Jérémy Gobé est un artiste d’une trentaine d’années qui est passé par l’Ecole Nationale d’Art et de Design de Nancy puis par l’Ecole Nationale Supérieure des Arts Décoratifs de Paris. Il est reconnu dans le milieu artistique depuis plusieurs années (il a notamment été finaliste du prix Icart et lauréat du prix Bullukian en 2011) mais il est également connu depuis peu d’un public plus large grâce à un projet artistique écologique qui a suscité de nombreux articles dans des journaux comme Le Monde ou Les Echos. Nous profitons de cet entretien pour l’interroger sur la manière dont il envisage les finalités de l’art, le rôle de l’artiste et la place du spectateur à notre époque.
Orianne Castel : Vous présentez jusqu’au 3 novembre à l’Abbaye de Saint-Florent-Le-Vieil à Mauges-sur-Loire une version de votre œuvre intitulée La liberté guidant la laine qui synthétise beaucoup d’éléments spécifiques à votre pratique. Pourriez-vous nous la décrire en quelques mots afin d’amorcer notre conversation ?
Jérémy Gobé : La pièce La liberté guidant la laine est une installation réalisée en tricot jacquard. Je me suis intéressé à cette matière lorsque je travaillais sur le corail. La ressemblance visuelle entre la forme de certains coraux et le motif jacquard m’a frappé et m’a donné envie d’apprendre le tricot. J’ai aussitôt acheté une machine à tricoter mais, en me renseignant sur l’histoire de la famille Jacquard, j’ai appris d’une part que la première grève ouvrière française avait eu lieu dans une usine de jacquard et d’autre part qu’il n’existait plus aucune usine de ce type en France car toutes avaient été délocalisées à l’étranger. J’ai également découvert que de nombreux mouvements sociaux ont actuellement lieu dans ces usines installées hors de France, montrant qu’en exportant notre savoir-faire nous avons aussi délocalisé nos luttes sociales. Ce phénomène m’a interpellé et m’a donné envie de donner une plus grande ampleur à mon projet initial. J’ai donc fait en sorte de relancer la production de tricot jacquard sur le site historique de Clamart afin de fabriquer une grande quantité de tissus pour mon installation que je souhaitais monumentale, à la hauteur des enjeux soulevés par cette histoire.
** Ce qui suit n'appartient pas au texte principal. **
//! Rolling-window execution statistics for observability.

use std::sync::Arc;
use std::time::Duration;

use crate::domain::errors::DomainResult;
use crate::domain::models::StatsReport;
use crate::domain::ports::ExecutionLog;

/// Default observability window.
pub const DEFAULT_WINDOW_HOURS: u64 = 24;

#[derive(Clone)]
pub struct ExecutionStats {
    log: Arc<dyn ExecutionLog>,
}

impl ExecutionStats {
    pub fn new(log: Arc<dyn ExecutionLog>) -> Self {
        Self { log }
    }

    /// Aggregate counts plus per-action-type and per-agent-type breakdowns
    /// over the given window.
    pub async fn report(&self, window_hours: u64) -> DomainResult<StatsReport> {
        let window = Duration::from_secs(window_hours * 3600);
        let mut report = self.log.stats(window).await?;
        report.window_hours = window_hours;
        Ok(report)
    }
}

impl std::fmt::Debug for ExecutionStats {
    fn fmt(&self, f: &mut std::fmt::Formatter<'_>) -> std::fmt::Result {
        f.debug_struct("ExecutionStats").finish()
    }
}
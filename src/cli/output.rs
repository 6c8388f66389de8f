//! CLI output helpers: human tables or JSON, selected by `--json`.

use serde::Serialize;

/// Anything a command can print.
pub trait CommandOutput: Serialize {
    fn to_human(&self) -> String;
}

/// Print a command result in the selected mode.
pub fn output<T: CommandOutput>(value: &T, json: bool) {
    if json {
        match serde_json::to_string_pretty(value) {
            Ok(s) => println!("{s}"),
            Err(e) => eprintln!("Failed to serialize output: {e}"),
        }
    } else {
        println!("{}", value.to_human());
    }
}

/// Truncate a string for table display.
pub fn truncate(s: &str, max: usize) -> String {
    if s.chars().count() <= max {
        s.to_string()
    } else {
        let cut: String = s.chars().take(max.saturating_sub(1)).collect();
        format!("{cut}…")
    }
}

/// Print an error and exit nonzero.
pub fn handle_error(err: anyhow::Error, json: bool) {
    if json {
        let payload = serde_json::json!({ "error": format!("{err:#}") });
        eprintln!("{payload}");
    } else {
        eprintln!("{} {err:#}", console::style("error:").red().bold());
    }
    std::process::exit(1);
}

#[cfg(test)]
mod tests {
    use super::*;

    #[test]
    fn truncate_preserves_short_strings() {
        assert_eq!(truncate("short", 10), "short");
        assert_eq!(truncate("a-much-longer-string", 10), "a-much-lo…");
    }
}
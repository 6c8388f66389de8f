//! Action triggers emitted by the evaluator and consumed by the scheduler.

use chrono::{DateTime, Utc};
use serde::{Deserialize, Serialize};
use uuid::Uuid;

use crate::domain::models::execution::ActionParams;

/// Execution priority of a remediation action.
///
/// Variant order is significant: `Emergency` sorts first, so ascending
/// iteration over a `BTreeMap<ActionPriority, _>` yields groups from most
/// to least urgent.
#[derive(
    Debug, Clone, Copy, PartialEq, Eq, PartialOrd, Ord, Hash, Serialize, Deserialize, Default,
)]
#[serde(rename_all = "snake_case")]
pub enum ActionPriority {
    Emergency,
    Critical,
    High,
    #[default]
    Medium,
    Low,
}

impl ActionPriority {
    pub fn as_str(self) -> &'static str {
        match self {
            Self::Emergency => "emergency",
            Self::Critical => "critical",
            Self::High => "high",
            Self::Medium => "medium",
            Self::Low => "low",
        }
    }

    pub fn parse(s: &str) -> Option<Self> {
        match s {
            "emergency" => Some(Self::Emergency),
            "critical" => Some(Self::Critical),
            "high" => Some(Self::High),
            "medium" => Some(Self::Medium),
            "low" => Some(Self::Low),
            _ => None,
        }
    }
}

impl std::fmt::Display for ActionPriority {
    fn fmt(&self, f: &mut std::fmt::Formatter<'_>) -> std::fmt::Result {
        f.write_str(self.as_str())
    }
}

/// The evaluator's output: one firing of one rule.
///
/// Created per evaluation pass, consumed once by the scheduler, then
/// discarded; only the resulting execution record is durable.
#[derive(Debug, Clone)]
pub struct ActionTrigger {
    pub rule_id: Uuid,
    pub rule_name: String,
    pub action_type: String,
    pub priority: ActionPriority,
    pub params: ActionParams,
    /// Metric context of the observation that fired the rule; threaded into
    /// the execution log so the learner can key its adjustments.
    pub metric_type: Option<String>,
    pub metric_subtype: Option<String>,
    pub category: Option<String>,
    /// Earliest instant the rule may fire again.
    pub cooldown_until: Option<DateTime<Utc>>,
    pub triggered_at: DateTime<Utc>,
}

#[cfg(test)]
mod tests {
    use super::*;

    #[test]
    fn priority_orders_emergency_first() {
        let mut priorities = vec![
            ActionPriority::Low,
            ActionPriority::Emergency,
            ActionPriority::Medium,
            ActionPriority::Critical,
            ActionPriority::High,
        ];
        priorities.sort();
        assert_eq!(
            priorities,
            vec![
                ActionPriority::Emergency,
                ActionPriority::Critical,
                ActionPriority::High,
                ActionPriority::Medium,
                ActionPriority::Low,
            ]
        );
    }

    #[test]
    fn priority_round_trips_as_str() {
        for p in [
            ActionPriority::Emergency,
            ActionPriority::Critical,
            ActionPriority::High,
            ActionPriority::Medium,
            ActionPriority::Low,
        ] {
            assert_eq!(ActionPriority::parse(p.as_str()), Some(p));
        }
        assert_eq!(ActionPriority::parse("urgent"), None);
    }
}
Son titre La liberté guidant la laine fait écho à la forme de l’œuvre dans laquelle le tricot est tendu par des tasseaux de bois invisibles qui symbolisent les poings levés et les baïonnettes du célèbre tableau de Delacroix La liberté guidant le peuple.
OC : Ainsi, cette œuvre, éminemment sociale, provient d’un gout pour un matériau, vous avez dit à plusieurs reprises être attaché à la dimension esthétique de cette pièce ; on pourrait vous répondre que l’appréciation de la beauté est relative. Partagez-vous cet avis ou pensez-vous qu’il existe une forme de beauté qui suscite l’adhésion de tous sans que soit nécessaire une certaine sensibilisation ?
JG : Je ne suis pas certain de maîtriser la définition exacte de ces notions mais je dirais que, si la beauté est effectivement relative à chacun, ce questionnement sur ce qu’est la beauté que j’inclus dans mon travail suscite une réflexion sur la beauté qui elle est universelle. En ce qui me concerne, la beauté d’une œuvre réside dans la philosophie du projet qui lui a donné naissance, dans le message dont elle est porteuse, mais il est important qu’elle soit également belle par son aspect. Je prends souvent l’exemple d’un gâteau qui serait présenté au milieu d’autres gâteaux ; certaines personnes vont le choisir parce qu’il est beau, d’autres vont le découper afin de voir les différentes strates qui le constituent et c’est à partir de cette exploration, de cette connaissance, qu’elles vont décider de le choisir. Et il faut être capable de toucher ces deux types de public. L’art, selon moi, est un incessant ping-pong entre l’aspect conceptuel et la dimension esthétique.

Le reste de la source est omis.